__Work instruction__
For the records that follow, please set down exactly the lines between the one holding "the run early." and the one holding "#[derive(Debug, Clone, Default, Serialize)]", inclusive, and only those.

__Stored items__
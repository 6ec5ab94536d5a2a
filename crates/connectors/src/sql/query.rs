use model::projection::Projection;
use model::table::{QualifiedTable, quote_ident};

/// Session-private staging table the batch loop materializes into.
pub const STAGING_TABLE: &str = "#sync_stage";

fn bracket(name: &str) -> String {
    format!("[{}]", quote_ident(name))
}

fn select_list(projection: &Projection) -> String {
    projection
        .entries
        .iter()
        .map(|e| {
            if e.source.eq_ignore_ascii_case(&e.target) {
                bracket(&e.source)
            } else {
                format!("{} AS {}", bracket(&e.source), bracket(&e.target))
            }
        })
        .collect::<Vec<_>>()
        .join(", ")
}

fn column_list(columns: &[&str]) -> String {
    columns
        .iter()
        .map(|c| bracket(c))
        .collect::<Vec<_>>()
        .join(", ")
}

/// Paged source read. `order_by` carries source-space column names; a
/// deterministic order is required for cross-batch disjointness.
pub fn select_batch(
    source: &QualifiedTable,
    projection: &Projection,
    order_by: &[String],
    offset: u64,
    fetch: usize,
) -> String {
    let order = order_by
        .iter()
        .map(|c| bracket(c))
        .collect::<Vec<_>>()
        .join(", ");
    format!(
        "SELECT {} FROM {} ORDER BY {} OFFSET {} ROWS FETCH NEXT {} ROWS ONLY",
        select_list(projection),
        source.bracketed(),
        order,
        offset,
        fetch
    )
}

/// Clones the projection's column structure from the target into the
/// staging table, empty.
pub fn create_staging(target: &QualifiedTable, projection: &Projection) -> String {
    format!(
        "SELECT TOP (0) {} INTO {} FROM {}",
        column_list(&projection.target_columns()),
        STAGING_TABLE,
        target.bracketed()
    )
}

pub fn drop_staging() -> String {
    format!("DROP TABLE IF EXISTS {STAGING_TABLE}")
}

/// The anti-join insert: rows from staging whose key is absent from the
/// target. `key_columns` are target-space names. The null-safe form
/// compares with INTERSECT so NULL key positions match each other.
pub fn insert_missing(
    target: &QualifiedTable,
    projection: &Projection,
    key_columns: &[&str],
    null_safe: bool,
) -> String {
    let columns = column_list(&projection.target_columns());
    let staged = projection
        .target_columns()
        .iter()
        .map(|c| format!("s.{}", bracket(c)))
        .collect::<Vec<_>>()
        .join(", ");

    let presence = if null_safe {
        let s_keys = key_columns
            .iter()
            .map(|c| format!("s.{}", bracket(c)))
            .collect::<Vec<_>>()
            .join(", ");
        let t_keys = key_columns
            .iter()
            .map(|c| format!("t.{}", bracket(c)))
            .collect::<Vec<_>>()
            .join(", ");
        format!("EXISTS (SELECT {s_keys} INTERSECT SELECT {t_keys})")
    } else {
        key_columns
            .iter()
            .map(|c| format!("t.{col} = s.{col}", col = bracket(c)))
            .collect::<Vec<_>>()
            .join(" AND ")
    };

    format!(
        "INSERT INTO {target} ({columns}) SELECT {staged} FROM {STAGING_TABLE} AS s \
         WHERE NOT EXISTS (SELECT 1 FROM {target} AS t WHERE {presence})",
        target = target.bracketed(),
    )
}

/// Unconditional insert from staging, used by the bulk-refresh path
/// after the target was cleared.
pub fn insert_all(target: &QualifiedTable, projection: &Projection) -> String {
    let columns = column_list(&projection.target_columns());
    format!(
        "INSERT INTO {target} ({columns}) SELECT {columns} FROM {STAGING_TABLE}",
        target = target.bracketed(),
    )
}

pub fn set_identity_insert(target: &QualifiedTable, on: bool) -> String {
    format!(
        "SET IDENTITY_INSERT {} {}",
        target.bracketed(),
        if on { "ON" } else { "OFF" }
    )
}

pub fn count_rows(table: &QualifiedTable) -> String {
    format!("SELECT COUNT_BIG(*) FROM {}", table.bracketed())
}

pub fn truncate_table(table: &QualifiedTable) -> String {
    format!("TRUNCATE TABLE {}", table.bracketed())
}

pub fn delete_all(table: &QualifiedTable) -> String {
    format!("DELETE FROM {}", table.bracketed())
}

pub fn nocheck_all_constraints(table: &QualifiedTable) -> String {
    format!("ALTER TABLE {} NOCHECK CONSTRAINT ALL", table.bracketed())
}

pub fn check_all_constraints(table: &QualifiedTable) -> String {
    format!(
        "ALTER TABLE {} WITH CHECK CHECK CONSTRAINT ALL",
        table.bracketed()
    )
}

pub fn system_versioning_off(base: &QualifiedTable) -> String {
    format!(
        "ALTER TABLE {} SET (SYSTEM_VERSIONING = OFF)",
        base.bracketed()
    )
}

pub fn system_versioning_on(base: &QualifiedTable, history: &QualifiedTable) -> String {
    format!(
        "ALTER TABLE {} SET (SYSTEM_VERSIONING = ON (HISTORY_TABLE = {}, DATA_CONSISTENCY_CHECK = OFF))",
        base.bracketed(),
        history.bracketed()
    )
}

#[cfg(test)]
mod tests {
    use super::*;
    use model::projection::ProjectionEntry;

    fn projection(pairs: &[(&str, &str)]) -> Projection {
        Projection {
            entries: pairs
                .iter()
                .map(|(source, target)| ProjectionEntry {
                    source: source.to_string(),
                    target: target.to_string(),
                })
                .collect(),
            ..Default::default()
        }
    }

    #[test]
    fn batch_select_aliases_renamed_columns_only() {
        let source = QualifiedTable::new("dbo", "U");
        let proj = projection(&[("Id", "UserId"), ("FullName", "DisplayName"), ("Age", "Age")]);

        let sql = select_batch(&source, &proj, &["Id".to_string()], 200, 100);
        assert_eq!(
            sql,
            "SELECT [Id] AS [UserId], [FullName] AS [DisplayName], [Age] \
             FROM [dbo].[U] ORDER BY [Id] OFFSET 200 ROWS FETCH NEXT 100 ROWS ONLY"
        );
    }

    #[test]
    fn staging_clones_projection_columns_from_target() {
        let target = QualifiedTable::new("dbo", "Users");
        let proj = projection(&[("Id", "Id"), ("Name", "Name")]);

        assert_eq!(
            create_staging(&target, &proj),
            "SELECT TOP (0) [Id], [Name] INTO #sync_stage FROM [dbo].[Users]"
        );
    }

    #[test]
    fn anti_join_matches_on_pk_equality() {
        let target = QualifiedTable::new("dbo", "Users");
        let proj = projection(&[("Id", "Id"), ("Name", "Name")]);

        let sql = insert_missing(&target, &proj, &["Id"], false);
        assert_eq!(
            sql,
            "INSERT INTO [dbo].[Users] ([Id], [Name]) \
             SELECT s.[Id], s.[Name] FROM #sync_stage AS s \
             WHERE NOT EXISTS (SELECT 1 FROM [dbo].[Users] AS t WHERE t.[Id] = s.[Id])"
        );
    }

    #[test]
    fn deep_compare_uses_null_safe_intersect() {
        let target = QualifiedTable::new("dbo", "Events");
        let proj = projection(&[("k", "k"), ("v", "v")]);

        let sql = insert_missing(&target, &proj, &["k", "v"], true);
        assert!(sql.contains(
            "WHERE EXISTS (SELECT s.[k], s.[v] INTERSECT SELECT t.[k], t.[v])"
        ));
    }

    #[test]
    fn warden_statements_render_bracket_quoted() {
        let table = QualifiedTable::new("dbo", "Orders");
        let history = QualifiedTable::new("dbo", "OrdersHistory");

        assert_eq!(
            nocheck_all_constraints(&table),
            "ALTER TABLE [dbo].[Orders] NOCHECK CONSTRAINT ALL"
        );
        assert_eq!(
            check_all_constraints(&table),
            "ALTER TABLE [dbo].[Orders] WITH CHECK CHECK CONSTRAINT ALL"
        );
        assert_eq!(
            system_versioning_on(&table, &history),
            "ALTER TABLE [dbo].[Orders] SET (SYSTEM_VERSIONING = ON \
             (HISTORY_TABLE = [dbo].[OrdersHistory], DATA_CONSISTENCY_CHECK = OFF))"
        );
    }

    #[test]
    fn identity_insert_brackets_both_directions() {
        let table = QualifiedTable::new("dbo", "Users");
        assert_eq!(
            set_identity_insert(&table, true),
            "SET IDENTITY_INSERT [dbo].[Users] ON"
        );
        assert_eq!(
            set_identity_insert(&table, false),
            "SET IDENTITY_INSERT [dbo].[Users] OFF"
        );
    }
}
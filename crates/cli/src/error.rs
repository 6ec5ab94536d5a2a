use connectors::sql::error::{ConnectorError, DbError};
use engine_config::settings::error::SettingsError;
use engine_core::error::SyncError;
use thiserror::Error;

#[derive(Debug, Error)]
pub enum CliError {
    #[error(
        "missing connection info: pass source/target host and database positionals, \
         or --source-conn and --target-conn"
    )]
    MissingConnectionInfo,

    #[error("Settings error: {0}")]
    Settings(#[from] SettingsError),

    #[error("Sync error: {0}")]
    Sync(#[from] SyncError),

    #[error("Connection error: {0}")]
    Connector(#[from] ConnectorError),

    #[error("Database error: {0}")]
    Database(#[from] DbError),

    #[error("I/O error: {0}")]
    Io(#[from] std::io::Error),

    /// SIGINT/SIGTERM ended the run early.
    #[error("shutdown requested")]
    ShutdownRequested,
}
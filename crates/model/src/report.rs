use crate::params::SyncParameters;
use chrono::{DateTime, Utc};
use serde::Serialize;

/// Terminal and in-flight states of a single table sync.
#[derive(Debug, Clone, Copy, PartialEq, Eq, Serialize)]
pub enum TableStatus {
    Pending,
    Running,
    Completed,
    Failed,
    Skipped,
}

/// Error taxonomy recorded in the run result.
#[derive(Debug, Clone, Copy, PartialEq, Eq, Serialize)]
pub enum ErrorKind {
    Transient,
    Schema,
    Precondition,
    Structural,
    Fatal,
}

/// Advisory record of how the source and target schemas differ for one
/// table after mapping and ignores are applied.
#[derive(Debug, Clone, Default, Serialize)]
#[serde(rename_all = "PascalCase")]
pub struct SchemaDriftRecord {
    pub missing_columns_in_target: Vec<String>,
    pub missing_columns_in_source: Vec<String>,
    pub excluded_columns: Vec<String>,
    pub common_columns: Vec<String>,
    #[serde(skip_serializing_if = "Option::is_none")]
    pub schema_mismatch_details: Option<String>,
}

impl SchemaDriftRecord {
    pub fn is_empty(&self) -> bool {
        self.missing_columns_in_target.is_empty()
            && self.missing_columns_in_source.is_empty()
            && self.excluded_columns.is_empty()
            && self.schema_mismatch_details.is_none()
    }
}

/// Outcome of one table within a run.
#[derive(Debug, Clone, Serialize)]
#[serde(rename_all = "PascalCase")]
pub struct TableSyncResult {
    pub table_name: String,
    pub status: TableStatus,
    pub source_count: u64,
    pub target_count: u64,
    pub inserted: u64,
    pub skipped: u64,
    pub start_row_offset: u64,
    pub start_time: DateTime<Utc>,
    #[serde(skip_serializing_if = "Option::is_none")]
    pub end_time: Option<DateTime<Utc>>,
    pub duration_seconds: f64,
    #[serde(skip_serializing_if = "Option::is_none")]
    pub error_message: Option<String>,
    #[serde(skip_serializing_if = "Option::is_none")]
    pub error_type: Option<ErrorKind>,
    #[serde(skip_serializing_if = "Option::is_none")]
    pub error_details: Option<String>,
    #[serde(skip_serializing_if = "Option::is_none")]
    pub schema_errors: Option<SchemaDriftRecord>,
}

impl TableSyncResult {
    pub fn new(table_name: impl Into<String>) -> Self {
        Self {
            table_name: table_name.into(),
            status: TableStatus::Pending,
            source_count: 0,
            target_count: 0,
            inserted: 0,
            skipped: 0,
            start_row_offset: 0,
            start_time: Utc::now(),
            end_time: None,
            duration_seconds: 0.0,
            error_message: None,
            error_type: None,
            error_details: None,
            schema_errors: None,
        }
    }

    pub fn mark_running(&mut self) {
        self.status = TableStatus::Running;
        self.start_time = Utc::now();
    }

    pub fn complete(&mut self) {
        self.status = TableStatus::Completed;
        self.finish();
    }

    pub fn skip(&mut self, reason: impl Into<String>) {
        self.status = TableStatus::Skipped;
        self.error_message = Some(reason.into());
        self.finish();
    }

    pub fn fail(
        &mut self,
        kind: ErrorKind,
        message: impl Into<String>,
        details: Option<String>,
    ) {
        self.status = TableStatus::Failed;
        self.error_type = Some(kind);
        self.error_message = Some(message.into());
        self.error_details = details;
        self.finish();
    }

    fn finish(&mut self) {
        let end = Utc::now();
        self.duration_seconds = (end - self.start_time)
            .to_std()
            .map(|d| d.as_secs_f64())
            .unwrap_or(0.0);
        self.end_time = Some(end);
    }
}

/// Terminal status of the whole run.
#[derive(Debug, Clone, Copy, PartialEq, Eq, Serialize)]
pub enum RunStatus {
    Running,
    Completed,
    Failed,
}

/// The run-level report. Holds at most one table result per qualified
/// name; updates overwrite.
#[derive(Debug, Clone, Serialize)]
#[serde(rename_all = "PascalCase")]
pub struct RunResult {
    pub run_id: String,
    pub start_time: DateTime<Utc>,
    #[serde(skip_serializing_if = "Option::is_none")]
    pub end_time: Option<DateTime<Utc>>,
    pub parameters: SyncParameters,
    pub status: RunStatus,
    #[serde(skip_serializing_if = "Vec::is_empty")]
    pub warnings: Vec<String>,
    pub tables: Vec<TableSyncResult>,
}

impl RunResult {
    pub fn new(parameters: SyncParameters) -> Self {
        Self {
            run_id: uuid::Uuid::new_v4().to_string(),
            start_time: Utc::now(),
            end_time: None,
            parameters,
            status: RunStatus::Running,
            warnings: Vec::new(),
            tables: Vec::new(),
        }
    }

    pub fn upsert_table(&mut self, result: TableSyncResult) {
        match self
            .tables
            .iter_mut()
            .find(|t| t.table_name.eq_ignore_ascii_case(&result.table_name))
        {
            Some(existing) => *existing = result,
            None => self.tables.push(result),
        }
    }

    pub fn table(&self, name: &str) -> Option<&TableSyncResult> {
        self.tables
            .iter()
            .find(|t| t.table_name.eq_ignore_ascii_case(name))
    }

    pub fn finalize(&mut self, status: RunStatus) {
        self.status = status;
        self.end_time = Some(Utc::now());
    }
}

#[cfg(test)]
mod tests {
    use super::*;

    #[test]
    fn upsert_keeps_one_entry_per_table() {
        let mut run = RunResult::new(SyncParameters::default());

        let mut first = TableSyncResult::new("dbo.Users");
        first.mark_running();
        run.upsert_table(first);

        let mut second = TableSyncResult::new("DBO.USERS");
        second.inserted = 42;
        second.complete();
        run.upsert_table(second);

        assert_eq!(run.tables.len(), 1);
        let entry = run.table("dbo.users").unwrap();
        assert_eq!(entry.status, TableStatus::Completed);
        assert_eq!(entry.inserted, 42);
    }

    #[test]
    fn report_serializes_with_pascal_case_fields() {
        let mut run = RunResult::new(SyncParameters::default());
        run.upsert_table(TableSyncResult::new("dbo.Users"));
        run.finalize(RunStatus::Completed);

        let json = serde_json::to_value(&run).unwrap();
        assert!(json.get("RunId").is_some());
        assert!(json.get("StartTime").is_some());
        assert_eq!(json["Status"], "Completed");
        assert_eq!(json["Tables"][0]["TableName"], "dbo.Users");
        assert_eq!(json["Tables"][0]["Status"], "Pending");
    }

    #[test]
    fn failure_records_kind_and_details() {
        let mut result = TableSyncResult::new("dbo.Orders");
        result.mark_running();
        result.fail(
            ErrorKind::Schema,
            "invalid column name 'Email'",
            Some("batch offset 200".into()),
        );

        assert_eq!(result.status, TableStatus::Failed);
        assert_eq!(result.error_type, Some(ErrorKind::Schema));
        assert!(result.end_time.is_some());
    }
}
use crate::sql::client::MssqlClient;
use crate::sql::error::DbError;

/// Explicit `BEGIN TRAN` scope over a single connection. Must be ended
/// with `commit` or `rollback`; the connection is unusable for new work
/// until then.
pub struct Transaction<'a> {
    client: &'a mut MssqlClient,
}

impl<'a> Transaction<'a> {
    pub(crate) async fn begin(client: &'a mut MssqlClient) -> Result<Self, DbError> {
        client.exec("BEGIN TRAN").await?;
        Ok(Self { client })
    }

    pub fn client(&mut self) -> &mut MssqlClient {
        self.client
    }

    pub async fn commit(self) -> Result<(), DbError> {
        self.client.exec("COMMIT TRAN").await?;
        Ok(())
    }

    /// Best-effort rollback; a rollback failure is reported but the
    /// original error should stay primary at the call site.
    pub async fn rollback(self) -> Result<(), DbError> {
        self.client.exec("IF @@TRANCOUNT > 0 ROLLBACK TRAN").await?;
        Ok(())
    }
}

__Problem solution__
    /// SIGINT/SIGTERM ended the run early.
    #[error("shutdown requested")]
    ShutdownRequested,
}
filename crates/model/src/report.rs
use crate::params::SyncParameters;
use chrono::{DateTime, Utc};
use serde::Serialize;

/// Terminal and in-flight states of a single table sync.
#[derive(Debug, Clone, Copy, PartialEq, Eq, Serialize)]
pub enum TableStatus {
    Pending,
    Running,
    Completed,
    Failed,
    Skipped,
}

/// Error taxonomy recorded in the run result.
#[derive(Debug, Clone, Copy, PartialEq, Eq, Serialize)]
pub enum ErrorKind {
    Transient,
    Schema,
    Precondition,
    Structural,
    Fatal,
}

/// Advisory record of how the source and target schemas differ for one
/// table after mapping and ignores are applied.
#[derive(Debug, Clone, Default, Serialize)]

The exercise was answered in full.